Who should interrupt this countryside idyll but a tall dark stranger, Crossley as it turns out, putting himself in his own tale. This makes you wonder if the tale he is telling is true, as he appears to be the perfect candidate for entry into an asylum. He claims to have lived in Australia for almost two decades, and while there he lived with Aborigines, marrying one of the local women and learning their magic. However, he also claims to have killed his children by his wife, but according to him it's OK since this is part of Aborigine tradition. Rachel doesn't like him from first sight, but Anthony humours him, even when their guest smashes a wine glass by creating a tone around the rim of another glass with a wet finger.

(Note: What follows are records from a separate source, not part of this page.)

//! Classic serif layout with a centred header and a two-column footer.

use crate::content::view::ResumeView;
use crate::layout::components::{bullet_list, el, header_section, or_empty, photo, text};
use crate::layout::tree::Element;

pub const MAX_BULLETS: usize = 4;

pub const NO_SUMMARY: &str = "Professional summary not provided.";
pub const NO_EXPERIENCE: &str = "No experience listed.";
pub const NO_TECHNICAL_SKILLS: &str = "No technical skills listed.";
pub const NO_EDUCATION: &str = "No education listed.";

pub fn render(view: &ResumeView) -> Element {
    el("div", "font-serif")
        .css("padding", "40px")
        .child(header(view))
        .maybe_child(view.profile_photo.as_deref().map(|src| {
            el("div", "float-right")
                .css("margin-left", "24px")
                .css("margin-bottom", "16px")
                .child(
                    el("div", "rounded overflow-hidden border-gray-300")
                        .css("width", "96px")
                        .css("height", "96px")
                        .css("border-width", "2px")
                        .css("border-style", "solid")
                        .child(photo(src, "w-full").css("height", "100%")),
                )
        }))
        .child(summary(view))
        .child(experience(view))
        .child(
            el("div", "grid grid-cols-2 gap-8")
                .child(skills(view))
                .child(education(view)),
        )
}

fn header(view: &ResumeView) -> Element {
    let mut contact = el("div", "flex justify-center gap-6 text-sm text-gray-600")
        .css("margin-top", "12px")
        .child(text("span", "", or_empty(&view.header.email)));
    for value in [&view.header.phone, &view.header.location].into_iter().flatten() {
        contact = contact
            .child(text("span", "", "\u{2022}"))
            .child(text("span", "", value.as_str()));
    }

    header_section(
        el("div", "text-center border-b-2 border-gray-300")
            .css("padding-bottom", "24px")
            .css("margin-bottom", "24px")
            .child(text(
                "h1",
                "text-4xl font-serif font-bold text-gray-900",
                view.header.name.as_deref().unwrap_or("Your Name"),
            ))
            .child(
                text(
                    "p",
                    "text-lg font-serif text-gray-600",
                    view.header.title.as_deref().unwrap_or("Professional Title"),
                )
                .css("margin-top", "8px"),
            )
            .child(contact),
    )
}

fn heading(label: &str) -> Element {
    text(
        "h2",
        "text-sm font-serif font-bold uppercase tracking-widest text-gray-700 border-b border-gray-200",
        label,
    )
    .css("padding-bottom", "4px")
    .css("margin-bottom", "8px")
}

fn placeholder(tag: &str, message: &str) -> Element {
    text(tag, "text-sm font-serif text-gray-400", message)
}

fn summary(view: &ResumeView) -> Element {
    el("div", "")
        .css("margin-bottom", "24px")
        .child(heading("Executive Summary"))
        .child(text(
            "p",
            "text-sm font-serif text-gray-700 leading-relaxed",
            view.summary.as_deref().unwrap_or(NO_SUMMARY),
        ))
}

fn experience(view: &ResumeView) -> Element {
    let block = el("div", "clear-both")
        .css("margin-bottom", "24px")
        .child(heading("Professional Experience"));

    if view.experience.is_empty() {
        return block.child(placeholder("p", NO_EXPERIENCE));
    }

    block.children(view.experience.iter().map(|exp| {
        el("div", "")
            .css("padding-bottom", "12px")
            .css("margin-bottom", "16px")
            .child(
                el("div", "flex justify-between items-baseline")
                    .child(text("h3", "font-serif font-semibold text-gray-900", or_empty(&exp.title)))
                    .child(text("span", "text-sm font-serif text-gray-500", or_empty(&exp.duration))),
            )
            .child(text(
                "p",
                "text-sm font-serif text-gray-600 italic",
                or_empty(&exp.company),
            ))
            .maybe_child((!exp.achievements.is_empty()).then(|| {
                bullet_list(
                    "text-sm font-serif text-gray-700 list-disc",
                    exp.achievements.iter().take(MAX_BULLETS),
                )
                .css("margin-top", "8px")
            }))
    }))
}

fn skills(view: &ResumeView) -> Element {
    let block = el("div", "").child(heading("Core Competencies"));
    let technical = view.skills.as_ref().map(|s| s.technical()).unwrap_or_default();

    let cloud = if technical.is_empty() {
        el("div", "flex flex-wrap gap-2").child(
            text("span", "text-xs font-serif text-gray-400", NO_TECHNICAL_SKILLS),
        )
    } else {
        el("div", "flex flex-wrap gap-2").children(technical.iter().map(|skill| {
            text("span", "text-xs font-serif bg-gray-100 text-gray-700 rounded", skill.as_str())
                .css("padding", "4px 8px")
        }))
    };
    block.child(cloud)
}

fn education(view: &ResumeView) -> Element {
    let block = el("div", "").child(heading("Education"));
    if view.education.is_empty() {
        return block.child(placeholder("p", NO_EDUCATION));
    }

    block.children(view.education.iter().map(|edu| {
        let year = edu.year.as_deref().map(|y| format!(", {y}")).unwrap_or_default();
        el("div", "text-sm font-serif")
            .child(text("p", "font-medium text-gray-800", or_empty(&edu.degree)))
            .child(text(
                "p",
                "text-gray-600",
                format!("{}{}", or_empty(&edu.institution), year),
            ))
    }))
}
//! HTML serialization of the layout tree.

use html_escape::{encode_double_quoted_attribute, encode_text};

use crate::layout::stylesheet::stylesheet_css;
use crate::layout::tree::{Element, Node};

const VOID_TAGS: &[&str] = &["img", "br", "hr", "meta", "link", "circle", "path", "rect"];

/// Serializes an element and its subtree. Text and attribute values are escaped.
pub fn to_html(root: &Element) -> String {
    let mut out = String::with_capacity(4096);
    write_element(root, &mut out);
    out
}

fn write_element(el: &Element, out: &mut String) {
    out.push('<');
    out.push_str(&el.tag);

    for (name, value) in &el.attrs {
        push_attr(out, name, value);
    }
    if !el.classes.is_empty() {
        push_attr(out, "class", &el.classes.join(" "));
    }
    if !el.style.is_empty() {
        push_attr(out, "style", &el.style.to_css());
    }

    if VOID_TAGS.contains(&el.tag.as_str()) && el.children.is_empty() {
        out.push_str(" />");
        return;
    }
    out.push('>');

    for node in &el.children {
        match node {
            Node::Text(text) => out.push_str(&encode_text(text)),
            Node::Element(child) => write_element(child, out),
        }
    }

    out.push_str("</");
    out.push_str(&el.tag);
    out.push('>');
}

fn push_attr(out: &mut String, name: &str, value: &str) {
    out.push(' ');
    out.push_str(name);
    out.push_str("=\"");
    out.push_str(&encode_double_quoted_attribute(value));
    out.push('"');
}

/// Wraps a rendered resume in a standalone page for on-screen preview.
pub fn preview_document(root: &Element, title: &str) -> String {
    format!(
        "<!DOCTYPE html>\n<html>\n<head>\n<meta charset=\"UTF-8\">\n<title>{title}</title>\n\
         <style>\n* {{ margin: 0; padding: 0; box-sizing: border-box; }}\n\
         body {{ background: #f3f4f6; padding: 24px; }}\n\
         #resume-content {{ margin: 0 auto; box-shadow: 0 25px 50px -12px rgba(0, 0, 0, 0.25); }}\n\
         {css}</style>\n</head>\n<body>\n{body}\n</body>\n</html>\n",
        title = encode_text(title),
        css = stylesheet_css(|_, _| true),
        body = to_html(root),
    )
}

#[cfg(test)]
mod tests {
    use super::*;

    #[test]
    fn test_serializes_attrs_classes_and_style_in_order() {
        let el = Element::new("div")
            .attr("id", "resume-content")
            .class("flex gap-2")
            .css("color", "#111")
            .text("hi");
        assert_eq!(
            to_html(&el),
            "<div id=\"resume-content\" class=\"flex gap-2\" style=\"color: #111\">hi</div>"
        );
    }

    #[test]
    fn test_escapes_text_and_attribute_values() {
        let el = Element::new("p")
            .attr("title", "a \"quoted\" <value>")
            .text("R&D <team>");
        let html = to_html(&el);
        assert!(html.contains("R&amp;D &lt;team&gt;"));
        assert!(html.contains("title=\"a &quot;quoted&quot; &lt;value&gt;\""));
    }

    #[test]
    fn test_void_elements_self_close() {
        let el = Element::new("div").child(Element::new("img").attr("src", "x.png"));
        assert_eq!(to_html(&el), "<div><img src=\"x.png\" /></div>");
    }

    #[test]
    fn test_preview_document_includes_stylesheet_and_title() {
        let doc = preview_document(&Element::new("div"), "Jane <Cruz>");
        assert!(doc.starts_with("<!DOCTYPE html>"));
        assert!(doc.contains("<title>Jane &lt;Cruz&gt;</title>"));
        assert!(doc.contains(".rounded-full {"));
    }
}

But what fascinates Anthony the most is Crossley's claims to kill with his voice. Funnily enough, it transpires that he's telling the truth when he takes his host out to the most remote part of the surrounding area he can find, allows him to plug his ears, and then in the film's most striking moment lets out a deafening roar that knocks Anthony unconscious - accidentally killing a hapless shepherd and his flock who they hadn't noticed. All very well, but can the Crossley at the cricket match do the same, or is he a creative liar? Director Jerzy Skolimowski, who adapted the script with Michael Austin, appears to enjoy subverting the cosy Englishness of his setting and the sanctity of marriage as well, when Rachel falls under Crossley's spell, but the whole thing is so enigmatic it's difficult to read, which will probably leave most viewers puzzled. It's not unentertaining, though. Music by Tony Banks and Mike Rutherford of Genesis.